PROBLEM STATEMENT: Lines holding the string "sink" in the listing below are to be copied.

RECORDS TO PROCESS:
//! DEFLATE decompression (inflate).
//!
//! This module implements the DEFLATE decompression algorithm as specified
//! in RFC 1951. It supports all three block types:
//! - Type 0: Stored (uncompressed)
//! - Type 1: Fixed Huffman codes
//! - Type 2: Dynamic Huffman codes
//!
//! Input is a complete raw DEFLATE stream in memory (no zlib or gzip
//! framing). Blocks are decoded in order until the block flagged final; any
//! bytes after it are left for the caller.

use crate::config::InflateConfig;
use crate::huffman::{
    CODELEN_ALPHABET_SIZE, END_OF_BLOCK, HuffmanTable, MAX_CODE_LENGTH, MAX_CODELEN_CODE_LENGTH,
};
use crate::tables::{
    CODE_LENGTH_ORDER, distance_params, fixed_distance_table, fixed_litlen_table, length_params,
};
use oxiflate_core::error::{InflateError, Result};
use oxiflate_core::{BitReader, OutputBuffer};
use std::fmt;
use tracing::{debug, trace};

/// Encoding of a DEFLATE block body (the BTYPE header field).
#[derive(Debug, Clone, Copy, PartialEq, Eq, Hash)]
pub enum BlockType {
    /// BTYPE 00: raw bytes, byte aligned.
    Stored,
    /// BTYPE 01: Huffman codes fixed by the format.
    FixedHuffman,
    /// BTYPE 10: Huffman codes transmitted in the block header.
    DynamicHuffman,
}

impl BlockType {
    /// Parse the 2-bit BTYPE field. The reserved value 11 yields `None`.
    pub fn from_bits(bits: u32) -> Option<Self> {
        match bits {
            0b00 => Some(Self::Stored),
            0b01 => Some(Self::FixedHuffman),
            0b10 => Some(Self::DynamicHuffman),
            _ => None,
        }
    }
}

impl fmt::Display for BlockType {
    fn fmt(&self, f: &mut fmt::Formatter<'_>) -> fmt::Result {
        match self {
            Self::Stored => write!(f, "stored"),
            Self::FixedHuffman => write!(f, "fixed"),
            Self::DynamicHuffman => write!(f, "dynamic"),
        }
    }
}

/// Number of blocks of each type in a stream.
#[derive(Debug, Clone, Copy, PartialEq, Eq, Default)]
pub struct BlockCounts {
    /// Stored blocks.
    pub stored: usize,
    /// Fixed Huffman blocks.
    pub fixed: usize,
    /// Dynamic Huffman blocks.
    pub dynamic: usize,
}

impl BlockCounts {
    /// Total number of blocks.
    pub fn total(&self) -> usize {
        self.stored + self.fixed + self.dynamic
    }

    fn record(&mut self, block_type: BlockType) {
        match block_type {
            BlockType::Stored => self.stored += 1,
            BlockType::FixedHuffman => self.fixed += 1,
            BlockType::DynamicHuffman => self.dynamic += 1,
        }
    }
}

/// Statistics for one decompressed stream.
#[derive(Debug, Clone, Copy, PartialEq, Eq, Default)]
pub struct InflateSummary {
    /// Input bytes occupied by the stream, including the final partial byte.
    pub input_bytes: usize,
    /// Decompressed bytes produced.
    pub output_bytes: usize,
    /// Blocks decoded, by type.
    pub blocks: BlockCounts,
}

impl InflateSummary {
    /// Output size divided by input size; 0 for an empty input.
    pub fn ratio(&self) -> f64 {
        if self.input_bytes == 0 {
            return 0.0;
        }
        self.output_bytes as f64 / self.input_bytes as f64
    }
}

/// DEFLATE decompressor.
///
/// An `Inflater` holds only configuration; every call decodes an
/// independent stream, so one instance can be shared across threads.
#[derive(Debug, Clone, Copy, Default)]
pub struct Inflater {
    config: InflateConfig,
}

impl Inflater {
    /// Create a new DEFLATE decompressor.
    pub fn new(config: InflateConfig) -> Self {
        Self { config }
    }

    /// Get the configuration.
    pub fn config(&self) -> &InflateConfig {
        &self.config
    }

    /// Decompress a raw DEFLATE stream.
    pub fn inflate(&self, input: &[u8]) -> Result<Vec<u8>> {
        let (output, _) = self.inflate_with_summary(input)?;
        Ok(output)
    }

    /// Decompress a raw DEFLATE stream and report statistics.
    pub fn inflate_with_summary(&self, input: &[u8]) -> Result<(Vec<u8>, InflateSummary)> {
        let output = OutputBuffer::with_capacity(
            self.config.capacity_for(input.len()),
            self.config.max_output_size,
        );
        let mut stream = InflateStream::new(input, output);
        let summary = stream.run()?;
        Ok((stream.output.into_vec(), summary))
    }

    /// Decompress a raw DEFLATE stream, appending to `sink`.
    ///
    /// Back-references can only reach bytes produced by this stream, and the
    /// output limit applies to those bytes alone. On error `sink` is restored
    /// to its original contents.
    pub fn inflate_into(&self, input: &[u8], sink: &mut Vec<u8>) -> Result<InflateSummary> {
        let mut data = std::mem::take(sink);
        data.reserve(self.config.capacity_for(input.len()));

        let output = OutputBuffer::from_vec(data, self.config.max_output_size);
        let mut stream = InflateStream::new(input, output);
        let result = stream.run();
        if result.is_err() {
            stream.output.discard();
        }

        *sink = stream.output.into_vec();
        result
    }
}

/// State of one decode call.
struct InflateStream<'a> {
    reader: BitReader<'a>,
    output: OutputBuffer,
    blocks: BlockCounts,
}

impl<'a> InflateStream<'a> {
    fn new(input: &'a [u8], output: OutputBuffer) -> Self {
        Self {
            reader: BitReader::new(input),
            output,
            blocks: BlockCounts::default(),
        }
    }

    /// Decode blocks until the final one completes.
    fn run(&mut self) -> Result<InflateSummary> {
        loop {
            let final_block = self.inflate_block()?;
            if final_block {
                break;
            }
        }

        let summary = InflateSummary {
            input_bytes: self.reader.bytes_consumed(),
            output_bytes: self.output.len(),
            blocks: self.blocks,
        };
        debug!(
            input_bytes = summary.input_bytes,
            output_bytes = summary.output_bytes,
            blocks = summary.blocks.total(),
            "inflated stream"
        );
        Ok(summary)
    }

    /// Decompress a single block. Returns the BFINAL flag.
    fn inflate_block(&mut self) -> Result<bool> {
        // Read block header
        let header_position = self.reader.bit_position();
        let bfinal = self.reader.read_bit()?;
        let btype = self.reader.read_bits(2)?;

        let block_type = BlockType::from_bits(btype).ok_or_else(|| {
            InflateError::corrupt_header(header_position / 8, "reserved block type 3")
        })?;

        match block_type {
            BlockType::Stored => self.inflate_stored()?,
            BlockType::FixedHuffman => self.inflate_fixed()?,
            BlockType::DynamicHuffman => self.inflate_dynamic()?,
        }

        self.output.check_limit()?;
        debug!(
            block = self.blocks.total(),
            %block_type,
            bfinal,
            output_len = self.output.len(),
            "inflated block"
        );
        self.blocks.record(block_type);

        Ok(bfinal)
    }

    /// Decompress a stored (uncompressed) block.
    fn inflate_stored(&mut self) -> Result<()> {
        // Align to byte boundary
        self.reader.align_to_byte();
        let offset = self.reader.bit_position() / 8;

        // Read LEN and NLEN
        let len = self.reader.read_u16_le()?;
        let nlen = self.reader.read_u16_le()?;

        // Validate
        if nlen != !len {
            return Err(InflateError::corrupt_header(
                offset,
                format!("stored block LEN {len:#06x} does not complement NLEN {nlen:#06x}"),
            ));
        }

        // Copy bytes
        let bytes = self.reader.read_bytes(len as usize)?;
        self.output.write_literals(bytes)
    }

    /// Decompress a block with fixed Huffman codes.
    fn inflate_fixed(&mut self) -> Result<()> {
        self.inflate_huffman(fixed_litlen_table(), fixed_distance_table())
    }

    /// Decompress a block with dynamic Huffman codes.
    fn inflate_dynamic(&mut self) -> Result<()> {
        // Read code counts
        let hlit = self.reader.read_bits(5)? as usize + 257; // literal/length codes
        let hdist = self.reader.read_bits(5)? as usize + 1; // distance codes
        let hclen = self.reader.read_bits(4)? as usize + 4; // code length codes
        trace!(hlit, hdist, hclen, "dynamic block header");

        // Read code length code lengths
        let mut code_length_lengths = [0u8; CODELEN_ALPHABET_SIZE];
        for &symbol in &CODE_LENGTH_ORDER[..hclen] {
            code_length_lengths[symbol] = self.reader.read_bits(3)? as u8;
        }

        // Build code length table
        let position = self.reader.bit_position();
        let code_length_table =
            HuffmanTable::from_code_lengths(&code_length_lengths, MAX_CODELEN_CODE_LENGTH)
                .map_err(|err| err.at_bit(position))?;

        // Read literal/length and distance code lengths
        let all_lengths = self.read_code_lengths(&code_length_table, hlit + hdist)?;
        let (litlen_lengths, dist_lengths) = all_lengths.split_at(hlit);

        // Build tables
        let position = self.reader.bit_position();
        let litlen_table = HuffmanTable::from_code_lengths(litlen_lengths, MAX_CODE_LENGTH)
            .map_err(|err| err.at_bit(position))?;
        let dist_table = HuffmanTable::from_code_lengths(dist_lengths, MAX_CODE_LENGTH)
            .map_err(|err| err.at_bit(position))?;
        trace!(
            litlen_subtable = litlen_table.subtable_len(),
            dist_subtable = dist_table.subtable_len(),
            "built dynamic tables"
        );

        self.inflate_huffman(&litlen_table, &dist_table)
    }

    /// Decode `count` run-length encoded code lengths.
    fn read_code_lengths(&mut self, table: &HuffmanTable, count: usize) -> Result<Vec<u8>> {
        let mut lengths = Vec::with_capacity(count);

        while lengths.len() < count {
            let position = self.reader.bit_position();
            let symbol = table.decode(&mut self.reader)?;

            let (value, repeat) = match symbol {
                0..=15 => {
                    lengths.push(symbol as u8);
                    continue;
                }
                16 => {
                    // Copy previous length 3-6 times
                    let previous = lengths.last().copied().ok_or_else(|| {
                        InflateError::invalid_dynamic_header(
                            position,
                            "repeat code 16 with no previous length",
                        )
                    })?;
                    (previous, self.reader.read_bits(2)? as usize + 3)
                }
                // Repeat 0 for 3-10 times
                17 => (0, self.reader.read_bits(3)? as usize + 3),
                // Repeat 0 for 11-138 times
                18 => (0, self.reader.read_bits(7)? as usize + 11),
                _ => {
                    return Err(InflateError::invalid_huffman(
                        position,
                        format!("code length symbol {symbol} out of range"),
                    ));
                }
            };

            if lengths.len() + repeat > count {
                return Err(InflateError::invalid_dynamic_header(
                    position,
                    format!(
                        "repeat of {repeat} at index {} overruns {count} code lengths",
                        lengths.len()
                    ),
                ));
            }
            lengths.resize(lengths.len() + repeat, value);
        }

        Ok(lengths)
    }

    /// Decompress a block body using Huffman codes.
    fn inflate_huffman(&mut self, litlen: &HuffmanTable, dist: &HuffmanTable) -> Result<()> {
        loop {
            let position = self.reader.bit_position();
            let symbol = litlen.decode(&mut self.reader)?;

            if symbol < 256 {
                // Literal byte
                self.output.write_literal(symbol as u8)?;
            } else if symbol == END_OF_BLOCK {
                return Ok(());
            } else if let Some((base, extra_bits)) = length_params(symbol) {
                // Length code
                let length = base as usize + self.reader.read_bits(extra_bits)? as usize;

                // Read distance
                let dist_position = self.reader.bit_position();
                let dist_symbol = dist.decode(&mut self.reader)?;
                let (dist_base, dist_extra_bits) =
                    distance_params(dist_symbol).ok_or_else(|| {
                        InflateError::invalid_huffman(
                            dist_position,
                            format!("distance symbol {dist_symbol} out of range"),
                        )
                    })?;
                let distance =
                    dist_base as usize + self.reader.read_bits(dist_extra_bits)? as usize;

                // Copy from history
                let position = self.reader.bit_position();
                self.output
                    .copy_match(distance, length)
                    .map_err(|err| err.at_bit(position))?;
            } else {
                return Err(InflateError::invalid_huffman(
                    position,
                    format!("literal/length symbol {symbol} out of range"),
                ));
            }
        }
    }
}

/// Decompress a raw DEFLATE stream, producing at most `max_output_size` bytes.
pub fn decompress(input: &[u8], max_output_size: usize) -> Result<Vec<u8>> {
    Inflater::new(InflateConfig::new(max_output_size)).inflate(input)
}

/// Decompress a raw DEFLATE stream with the default configuration.
pub fn inflate(data: &[u8]) -> Result<Vec<u8>> {
    Inflater::default().inflate(data)
}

WORKED SOLUTION:
    /// Decompress a raw DEFLATE stream, appending to `sink`.
    /// output limit applies to those bytes alone. On error `sink` is restored
    pub fn inflate_into(&self, input: &[u8], sink: &mut Vec<u8>) -> Result<InflateSummary> {
        let mut data = std::mem::take(sink);
        *sink = stream.output.into_vec();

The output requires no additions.